Schicksal des Menschen,
Wie gleichst du dem Wind !
Âme de l’homme,
Comme tu ressembles à l’eau !
Destin de l’homme,
Comme tu ressembles au vent !
…une œuvre quintessence de musique romantique, qui clôturait ce splendide concert.
Raphaël Fey, violoncelliste et chef d’orchestre, est au pupitre. Il est lauréat des Conservatoires Royaux de Musique de Bruxelles, de la Hochschule für Musik «Felix Mendelssohn-Bartholdy» de Leipzig et de la Chapelle Musicale Reine Elisabeth. Il a participé récemment à plusieurs retransmissions de concerts pour les radios Musiq 3 et Klara. Avec l’orchestre « Les Métamorphoses » qu’il a créé avec Camille Feye, il vient d’enregistrer un cd consacré à Haydn, Lipatti et Mozart le label EPR avec le pianiste Julien Libeer. Il est également diplômé en Histoire de la Musique. Son dernier projet de recherche a débouché sur ce concert exceptionnel et la recréation du « Requiem » de François-Auguste Gevaert (1853) dont on a pu découvrir pour la première fois la version originale avec l’Ensemble Vocal de Bruxelles, dirigé par Philippe Fernandez Cruz. Un ensemble dont on avait déjà pu apprécier la magnifique prestation lors des journées de Singing Brussels le 6 mai dernier à Bozar. Avec l’Ensemble ‘Les Basses de Bruxelles’, cela se passait à la Chapelle Royale Protestante de Bruxelles le 10 novembre 2018. Et comme il est bon et agréable de découvrir des chefs d’œuvre inconnus de notre patrimoine artistique belge!
Composé en 1853, le Requiem (Missa Solemnis pro defunctis) s’inscrit dans la tradition des Messes des morts écrites par de nombreux compositeurs européens depuis la Renaissance. Contrairement à Mozart, Michael Haydn, Gossec ou encore Berlioz, Gevaert choisit d’écrire pour un choeur d’hommes, un quintette de cuivres et un ensemble de violoncelles et de contrebasses. Par son écriture orientée vers les graves, cette œuvre annonce le célèbre Requiem que Gabriel Fauré composera quelques années plus tard.
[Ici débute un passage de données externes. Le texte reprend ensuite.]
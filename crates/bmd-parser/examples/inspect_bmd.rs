//! Dump the catalog of a BMD file and sample its first variable.
//!
//! Usage: cargo run --example inspect_bmd -- path/to/output.bmd

use bmd_parser::BmdReader;

fn main() -> Result<(), Box<dyn std::error::Error>> {
    tracing_subscriber::fmt()
        .with_env_filter(tracing_subscriber::EnvFilter::from_default_env())
        .init();

    let path = std::env::args()
        .nth(1)
        .ok_or("usage: inspect_bmd <file.bmd>")?;

    println!("Reading BMD file: {path}");
    let mut reader = BmdReader::open(&path)?;

    println!("\n=== Header ===");
    println!("{}", reader.header());
    println!("seed date: {}", reader.seed_date().format("%Y-%m-%d %H:%M:%S"));

    println!("\n=== Variables ({}) ===", reader.variables().len());
    for variable in reader.variables() {
        let min = reader.variable_min(variable.name());
        let max = reader.variable_max(variable.name());
        match (min, max) {
            (Ok(min), Ok(max)) => println!(
                "#{:<3} {:<18} [{}] pcode={} range {:.3} to {:.3}",
                variable.index() + 1,
                variable.name(),
                variable.units(),
                variable.pcode(),
                min,
                max
            ),
            _ => println!(
                "#{:<3} {:<18} [{}] pcode={}",
                variable.index() + 1,
                variable.name(),
                variable.units(),
                variable.pcode()
            ),
        }
    }

    println!("\n=== Segments ({}) ===", reader.segments().len());
    for segment in reader.segments() {
        println!("#{:<3} {}", segment.index() + 1, segment.name());
    }

    let steps = reader.time_steps();
    println!("\n=== Time steps ({}) ===", steps.len());
    if let (Some(first), Some(last)) = (steps.first(), steps.last()) {
        println!("{} to {}", first, last);
    }

    if !reader.variables().is_empty()
        && !reader.segments().is_empty()
        && !reader.time_steps().is_empty()
    {
        println!("\n=== First variable, first segment ===");
        let concentrations = reader
            .new_query()
            .with_variable_indices([0])
            .with_segment_indices([0])
            .with_all_time_steps()
            .execute()?;
        for concentration in &concentrations {
            println!(
                "{}, {}, {}: {}",
                concentration.variable().name(),
                concentration.segment().name(),
                concentration.time_step(),
                concentration.value()
            );
        }
    }

    Ok(())
}
//! The fixed 78-byte BMD header.
//!
//! Header layout (offsets in bytes, multi-byte fields in the file's byte
//! order):
//!
//! | Field            | Offset | Size |
//! |------------------|--------|------|
//! | signature        | 0      | 3    |
//! | source type      | 3      | 1    |
//! | producer         | 4      | 1    |
//! | version (f32)    | 5      | 4    |
//! | old seed time    | 9      | 4    |
//! | seed second      | 13     | 4    |
//! | seed julian day  | 17     | 4    |
//! | reserved spaces  | 21     | 29   |
//! | num segments     | 50     | 4    |
//! | num times        | 54     | 4    |
//! | num vars         | 58     | 4    |
//! | start time (f64) | 62     | 8    |
//! | end time (f64)   | 70     | 8    |

use std::fmt;

use crate::error::{BmdError, BmdResult};
use crate::io::SeekableReader;

/// Total size of the fixed header; the variable dictionary starts here.
pub const HEADER_SIZE: u64 = 78;

/// Size of the reserved padding field.
pub const SPACES_SIZE: usize = 29;

/// The decoded BMD header.
///
/// Instances are only obtainable through [`BmdHeader::builder`], which
/// validates every field atomically; no partially-valid header is
/// observable.
#[derive(Debug, Clone, PartialEq)]
pub struct BmdHeader {
    signature: String,
    source_type: String,
    producer: String,
    version: f32,
    old_seed_time: u32,
    seed_second: i32,
    seed_julian_day: i32,
    spaces: String,
    num_segments: i32,
    num_times: i32,
    num_vars: i32,
    start_time: f64,
    end_time: f64,
}

impl BmdHeader {
    /// Create a new, empty builder.
    pub fn builder() -> BmdHeaderBuilder {
        BmdHeaderBuilder::default()
    }

    /// Decode the header from a reader positioned at offset 0.
    ///
    /// Field order mirrors the on-disk layout and must not be reordered.
    pub(crate) fn read(dis: &mut SeekableReader) -> BmdResult<Self> {
        let signature = dis.read_chars_as_ascii(3)?;
        let source_type = dis.read_chars_as_ascii(1)?;
        let producer = dis.read_chars_as_ascii(1)?;
        let version = dis.read_f32()?;
        let old_seed_time = dis.read_u32()?;
        let seed_second = dis.read_i32()?;
        let seed_julian_day = dis.read_i32()?;
        let spaces = dis.read_chars_as_ascii(SPACES_SIZE)?;
        let num_segments = dis.read_i32()?;
        let num_times = dis.read_i32()?;
        let num_vars = dis.read_i32()?;
        let start_time = dis.read_f64()?;
        let end_time = dis.read_f64()?;

        Self::builder()
            .with_signature(signature)
            .with_source_type(source_type)
            .with_producer(producer)
            .with_version(version)
            .with_old_seed_time(old_seed_time)
            .with_seed_second(seed_second)
            .with_seed_julian_day(seed_julian_day)
            .with_spaces(spaces)
            .with_num_segments(num_segments)
            .with_num_times(num_times)
            .with_num_vars(num_vars)
            .with_start_time(start_time)
            .with_end_time(end_time)
            .build()
            .map_err(|e| {
                let reason = match e {
                    BmdError::InvalidFormat(reason) => reason,
                    other => other.to_string(),
                };
                BmdError::InvalidFormat(format!(
                    "unable to read header from {}: {reason}",
                    dis.file_path().display()
                ))
            })
    }

    /// The signature field, 3 characters.
    pub fn signature(&self) -> &str {
        &self.signature
    }

    /// The source type field, 1 character.
    pub fn source_type(&self) -> &str {
        &self.source_type
    }

    /// The producer field, 1 character.
    pub fn producer(&self) -> &str {
        &self.producer
    }

    /// The format version field.
    pub fn version(&self) -> f32 {
        self.version
    }

    /// Seconds since 1901-01-01T00:00:00 UTC in older files; 0 if unused.
    pub fn old_seed_time(&self) -> u32 {
        self.old_seed_time
    }

    /// Second-of-day component of the julian-day seed encoding.
    pub fn seed_second(&self) -> i32 {
        self.seed_second
    }

    /// Julian day component of the newer seed encoding; 0 if unused.
    pub fn seed_julian_day(&self) -> i32 {
        self.seed_julian_day
    }

    /// The reserved padding field.
    pub fn spaces(&self) -> &str {
        &self.spaces
    }

    /// Number of segments in the file.
    pub fn num_segments(&self) -> usize {
        self.num_segments as usize
    }

    /// Number of time steps in the file.
    pub fn num_times(&self) -> usize {
        self.num_times as usize
    }

    /// Number of variables in the file.
    pub fn num_vars(&self) -> usize {
        self.num_vars as usize
    }

    /// Start time in days since the seed date.
    pub fn start_time(&self) -> f64 {
        self.start_time
    }

    /// End time in days since the seed date.
    pub fn end_time(&self) -> f64 {
        self.end_time
    }
}

impl fmt::Display for BmdHeader {
    fn fmt(&self, f: &mut fmt::Formatter<'_>) -> fmt::Result {
        writeln!(f, "signature: {}", self.signature)?;
        writeln!(f, "source type: {}", self.source_type)?;
        writeln!(f, "producer: {}", self.producer)?;
        writeln!(f, "version: {}", self.version)?;
        writeln!(f, "old seed time: {}", self.old_seed_time)?;
        writeln!(f, "seed second: {}", self.seed_second)?;
        writeln!(f, "seed julian day: {}", self.seed_julian_day)?;
        writeln!(f, "num segments: {}", self.num_segments)?;
        writeln!(f, "num times: {}", self.num_times)?;
        writeln!(f, "num vars: {}", self.num_vars)?;
        writeln!(f, "start time: {}", self.start_time)?;
        write!(f, "end time: {}", self.end_time)
    }
}

/// Builds and validates [`BmdHeader`] instances.
#[derive(Debug, Default)]
pub struct BmdHeaderBuilder {
    signature: String,
    source_type: String,
    producer: String,
    version: f32,
    old_seed_time: u32,
    seed_second: i32,
    seed_julian_day: i32,
    spaces: String,
    num_segments: i32,
    num_times: i32,
    num_vars: i32,
    start_time: f64,
    end_time: f64,
}

impl BmdHeaderBuilder {
    /// Set the signature, a 3-character string.
    pub fn with_signature(mut self, signature: impl Into<String>) -> Self {
        self.signature = signature.into();
        self
    }

    /// Set the source type, a 1-character string.
    pub fn with_source_type(mut self, source_type: impl Into<String>) -> Self {
        self.source_type = source_type.into();
        self
    }

    /// Set the producer, a 1-character string.
    pub fn with_producer(mut self, producer: impl Into<String>) -> Self {
        self.producer = producer.into();
        self
    }

    /// Set the format version.
    pub fn with_version(mut self, version: f32) -> Self {
        self.version = version;
        self
    }

    /// Set the old seed time (seconds since 1901-01-01 UTC, 0 if unused).
    pub fn with_old_seed_time(mut self, old_seed_time: u32) -> Self {
        self.old_seed_time = old_seed_time;
        self
    }

    /// Set the seed second-of-day.
    pub fn with_seed_second(mut self, seed_second: i32) -> Self {
        self.seed_second = seed_second;
        self
    }

    /// Set the seed julian day (0 if unused).
    pub fn with_seed_julian_day(mut self, seed_julian_day: i32) -> Self {
        self.seed_julian_day = seed_julian_day;
        self
    }

    /// Set the reserved padding field.
    pub fn with_spaces(mut self, spaces: impl Into<String>) -> Self {
        self.spaces = spaces.into();
        self
    }

    /// Set the number of segments.
    pub fn with_num_segments(mut self, num_segments: i32) -> Self {
        self.num_segments = num_segments;
        self
    }

    /// Set the number of time steps.
    pub fn with_num_times(mut self, num_times: i32) -> Self {
        self.num_times = num_times;
        self
    }

    /// Set the number of variables.
    pub fn with_num_vars(mut self, num_vars: i32) -> Self {
        self.num_vars = num_vars;
        self
    }

    /// Set the start time (days since the seed date).
    pub fn with_start_time(mut self, start_time: f64) -> Self {
        self.start_time = start_time;
        self
    }

    /// Set the end time (days since the seed date).
    pub fn with_end_time(mut self, end_time: f64) -> Self {
        self.end_time = end_time;
        self
    }

    /// Validate every field and produce the header, or the first violation.
    pub fn build(self) -> BmdResult<BmdHeader> {
        if self.signature.chars().count() != 3 {
            return Err(BmdError::InvalidFormat(
                "signature field must be 3 characters".to_string(),
            ));
        }
        if self.source_type.chars().count() != 1 {
            return Err(BmdError::InvalidFormat(
                "source type field must be 1 character".to_string(),
            ));
        }
        if self.producer.chars().count() != 1 {
            return Err(BmdError::InvalidFormat(
                "producer field must be 1 character".to_string(),
            ));
        }
        if self.seed_second < 0 {
            return Err(BmdError::InvalidFormat(
                "seed second field must be at least 0".to_string(),
            ));
        }
        if self.seed_julian_day < 0 {
            return Err(BmdError::InvalidFormat(
                "seed julian day field must be at least 0".to_string(),
            ));
        }
        if self.spaces.chars().count() != SPACES_SIZE {
            return Err(BmdError::InvalidFormat(format!(
                "spaces field must be {SPACES_SIZE} characters"
            )));
        }
        if self.num_segments < 0 {
            return Err(BmdError::InvalidFormat(
                "number of segments field must be at least 0".to_string(),
            ));
        }
        if self.num_times < 0 {
            return Err(BmdError::InvalidFormat(
                "number of times field must be at least 0".to_string(),
            ));
        }
        if self.num_vars < 0 {
            return Err(BmdError::InvalidFormat(
                "number of variables field must be at least 0".to_string(),
            ));
        }
        if !(self.start_time >= 0.0) {
            return Err(BmdError::InvalidFormat(
                "start time field must be at least 0".to_string(),
            ));
        }
        if !(self.end_time >= self.start_time) {
            return Err(BmdError::InvalidFormat(
                "end time field must be greater than or equal to start time".to_string(),
            ));
        }

        Ok(BmdHeader {
            signature: self.signature,
            source_type: self.source_type,
            producer: self.producer,
            version: self.version,
            old_seed_time: self.old_seed_time,
            seed_second: self.seed_second,
            seed_julian_day: self.seed_julian_day,
            spaces: self.spaces,
            num_segments: self.num_segments,
            num_times: self.num_times,
            num_vars: self.num_vars,
            start_time: self.start_time,
            end_time: self.end_time,
        })
    }
}

#[cfg(test)]
mod tests {
    use super::*;

    fn valid_builder() -> BmdHeaderBuilder {
        BmdHeader::builder()
            .with_signature("BMD")
            .with_source_type("W")
            .with_producer("7")
            .with_version(2.0)
            .with_spaces(" ".repeat(SPACES_SIZE))
            .with_num_segments(4)
            .with_num_times(10)
            .with_num_vars(2)
            .with_start_time(169.0)
            .with_end_time(171.71)
    }

    #[test]
    fn builds_valid_header() {
        let header = valid_builder().build().unwrap();
        assert_eq!(header.signature(), "BMD");
        assert_eq!(header.num_segments(), 4);
        assert_eq!(header.num_times(), 10);
        assert_eq!(header.num_vars(), 2);
        assert!(header.end_time() >= header.start_time());
        assert!(header.start_time() >= 0.0);
    }

    #[test]
    fn rejects_wrong_signature_length() {
        let err = valid_builder().with_signature("BM").build().unwrap_err();
        assert!(err.to_string().contains("signature field must be 3 characters"));
    }

    #[test]
    fn rejects_wrong_producer_length() {
        let err = valid_builder().with_producer("ab").build().unwrap_err();
        assert!(err.to_string().contains("producer field must be 1 character"));
    }

    #[test]
    fn rejects_wrong_source_type_length() {
        let err = valid_builder().with_source_type("").build().unwrap_err();
        assert!(err.to_string().contains("source type field must be 1 character"));
    }

    #[test]
    fn rejects_wrong_spaces_length() {
        let err = valid_builder().with_spaces("   ").build().unwrap_err();
        assert!(err.to_string().contains("spaces field"));
    }

    #[test]
    fn rejects_negative_counts() {
        assert!(valid_builder().with_num_segments(-1).build().is_err());
        assert!(valid_builder().with_num_times(-1).build().is_err());
        assert!(valid_builder().with_num_vars(-5).build().is_err());
    }

    #[test]
    fn rejects_negative_seed_fields() {
        assert!(valid_builder().with_seed_second(-1).build().is_err());
        assert!(valid_builder().with_seed_julian_day(-1).build().is_err());
    }

    #[test]
    fn rejects_negative_start_time() {
        assert!(valid_builder().with_start_time(-0.5).build().is_err());
    }

    #[test]
    fn rejects_end_time_before_start_time() {
        let err = valid_builder()
            .with_start_time(10.0)
            .with_end_time(9.0)
            .build()
            .unwrap_err();
        assert!(err.to_string().contains("end time"));
    }

    #[test]
    fn accepts_zero_count_file() {
        let header = valid_builder()
            .with_num_segments(0)
            .with_num_times(0)
            .with_num_vars(0)
            .with_start_time(0.0)
            .with_end_time(0.0)
            .build()
            .unwrap();
        assert_eq!(header.num_segments(), 0);
    }

    #[test]
    fn counts_chars_not_bytes_in_fixed_fields() {
        // Single-octet chars past 0x7F widen to multi-byte UTF-8 in memory
        // but still count as one header character each.
        let header = valid_builder().with_producer("\u{c9}").build().unwrap();
        assert_eq!(header.producer(), "\u{c9}");
    }
}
L’ensemble vocal masculin en deux rangs encerclant les cordes, violoncelles et contrebasse et le quintette de cuivres placé dans la galerie supérieure formaient une trinité musicale exaltante où circulaient librement toutes les énergies de la polyphonie, favorisant au mieux le sentiment d’élévation. Tout au cours de l’écoute on retrouve de riches consonances inscrites dans nos souvenirs, que ce soient vers les belles sonorités vibrantes des polyphonies corses, oui les chants grégoriens ou le patrimoine orthodoxe slave. Le Kyrie est empreint de voix caressantes et éthérées. L’orchestre souligne à peine des voix a capella d’une grande pureté. Le Dies Irae bascule dans le vrombissement des violoncelles, les cuivres sont au balcon, ponctuant le texte de façon majestueuse. Quand les solistes sont à l’œuvre, ce sont des gouttes d’or des cuivres qui semblent fondre dans le texte. Cuivres cordes et voix se joignent dans les scintillements et la sérénité dont on se sent au fur et à mesure rassasié. . Domine Jesu Christe libera nos in obscurum projette de magnifiques couleurs. Le Sanctus, radieux, avec les cuivres seuls est une progression crescendo majestueuse qui tient de l’ivresse. Et le subtil Pie Jesu Domine dona eis requiem est un élixir de douceur. Les cordes deviennent quasi inaudibles, flotte, juste, la voix humaine. L’Agnus dei est l’affaire de tutti, un andante sous le poids des péchés du monde, il resplendit de cette Beauté qui sauvera le monde… Et le Lux aeternam parachève en forme une berceuse pleine d’humanité. From womb to tomb… we are but frail humans seeking Light!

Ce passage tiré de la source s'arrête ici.